> **Requirement**: Copy each line that contains the string "must", taking them from the material.

> **Supplied records**:
= = = = = = =
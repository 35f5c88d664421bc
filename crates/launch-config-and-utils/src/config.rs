//! Configuration management for the launch-test harness.

use crate::{CoreError, CoreResult, Paths};
use serde::{Deserialize, Serialize};
use std::path::{Path, PathBuf};
use std::time::Duration;

/// Default log level.
pub const DEFAULT_LOG_LEVEL: &str = "info";

/// Environment variable that selects the active middleware implementation.
pub const DEFAULT_SELECTOR_VARIABLE: &str = "RMW_IMPLEMENTATION";

/// Middleware implementation exercised by the default scenario.
pub const DEFAULT_RMW_IMPLEMENTATION: &str = "rmw_zenoh_cpp";

/// Upper bound on how long the awaited process may run, in seconds.
///
/// The test runner can execute a whole suite with retries, so the bound is
/// deliberately in the range of days rather than minutes.
pub const DEFAULT_WAIT_TIMEOUT_SECS: u64 = 400_000;

const DEFAULT_SIGINT_GRACE_SECS: u64 = 5;
const DEFAULT_SIGTERM_GRACE_SECS: u64 = 5;

/// Main harness configuration.
#[derive(Debug, Clone, PartialEq, Eq, Serialize, Deserialize)]
#[serde(default)]
pub struct LaunchConfig {
    /// Log level (trace, debug, info, warn, error).
    pub log_level: String,
    /// How long to wait for the awaited process, in seconds.
    pub wait_timeout_secs: u64,
    /// Time between SIGINT and SIGTERM during shutdown, in seconds.
    pub sigint_grace_secs: u64,
    /// Time between SIGTERM and SIGKILL during shutdown, in seconds.
    pub sigterm_grace_secs: u64,
    /// Name of the middleware selector variable.
    pub selector_variable: String,
    /// Value the selector variable is set to for every child.
    pub rmw_implementation: String,
    /// Root of the ROS installations (e.g. `/opt/ros`).
    pub ros_root: PathBuf,
    /// ROS distribution name appended to `ros_root`.
    pub ros_distro: String,
    /// Entrypoint script that sources the ROS environment before running the command.
    pub entrypoint: PathBuf,
    /// Packages handed to `colcon test --packages-select`.
    pub packages_select: Vec<String>,
    /// Value of `colcon test --retest-until-pass`.
    pub retest_until_pass: u32,
}

impl Default for LaunchConfig {
    fn default() -> Self {
        Self {
            log_level: DEFAULT_LOG_LEVEL.to_string(),
            wait_timeout_secs: DEFAULT_WAIT_TIMEOUT_SECS,
            sigint_grace_secs: DEFAULT_SIGINT_GRACE_SECS,
            sigterm_grace_secs: DEFAULT_SIGTERM_GRACE_SECS,
            selector_variable: DEFAULT_SELECTOR_VARIABLE.to_string(),
            rmw_implementation: DEFAULT_RMW_IMPLEMENTATION.to_string(),
            ros_root: PathBuf::from("/opt/ros"),
            ros_distro: "jazzy".to_string(),
            entrypoint: PathBuf::from("/ros_entrypoint.sh"),
            packages_select: vec!["test_rclcpp".to_string()],
            retest_until_pass: 2,
        }
    }
}

impl LaunchConfig {
    /// Load configuration from the default location, falling back to defaults,
    /// then apply environment overrides.
    pub fn load(paths: &Paths) -> CoreResult<Self> {
        let config_path = paths.config_file();
        let mut config = if config_path.exists() {
            Self::load_from_file(&config_path)?
        } else {
            Self::default()
        };
        config.load_from_env();
        config.validate()?;
        Ok(config)
    }

    /// Load configuration from a specific file.
    pub fn load_from_file(path: &Path) -> CoreResult<Self> {
        let content = std::fs::read_to_string(path)?;
        let config: LaunchConfig = serde_json::from_str(&content)?;
        Ok(config)
    }

    /// Save configuration to the default location.
    pub fn save(&self, paths: &Paths) -> CoreResult<()> {
        paths.ensure_dirs()?;
        let content = serde_json::to_string_pretty(self)?;
        std::fs::write(paths.config_file(), content)?;
        Ok(())
    }

    /// Override configuration from environment variables.
    pub fn load_from_env(&mut self) {
        if let Ok(log_level) = std::env::var("RMW_LAUNCH_TEST_LOG_LEVEL") {
            self.log_level = log_level;
        }
        if let Some(secs) = std::env::var("RMW_LAUNCH_TEST_WAIT_TIMEOUT_SECS")
            .ok()
            .and_then(|raw| raw.trim().parse::<u64>().ok())
        {
            self.wait_timeout_secs = secs;
        }
    }

    /// Reject values that would make a run meaningless.
    pub fn validate(&self) -> CoreResult<()> {
        if self.wait_timeout_secs == 0 {
            return Err(CoreError::Config(
                "wait_timeout_secs must be greater than zero".to_string(),
            ));
        }
        if self.selector_variable.is_empty() || self.selector_variable.contains('=') {
            return Err(CoreError::Config(format!(
                "invalid selector variable name: {:?}",
                self.selector_variable
            )));
        }
        if self.packages_select.is_empty() {
            return Err(CoreError::Config(
                "packages_select must name at least one package".to_string(),
            ));
        }
        Ok(())
    }

    pub fn wait_timeout(&self) -> Duration {
        Duration::from_secs(self.wait_timeout_secs)
    }

    pub fn sigint_grace(&self) -> Duration {
        Duration::from_secs(self.sigint_grace_secs)
    }

    pub fn sigterm_grace(&self) -> Duration {
        Duration::from_secs(self.sigterm_grace_secs)
    }

    /// Install prefix of the configured distribution (e.g. `/opt/ros/jazzy`).
    pub fn ros_install_base(&self) -> PathBuf {
        self.ros_root.join(&self.ros_distro)
    }
}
= = = = = = =
> **Written solution**:
                "wait_timeout_secs must be greater than zero".to_string(),
                "packages_select must name at least one package".to_string(),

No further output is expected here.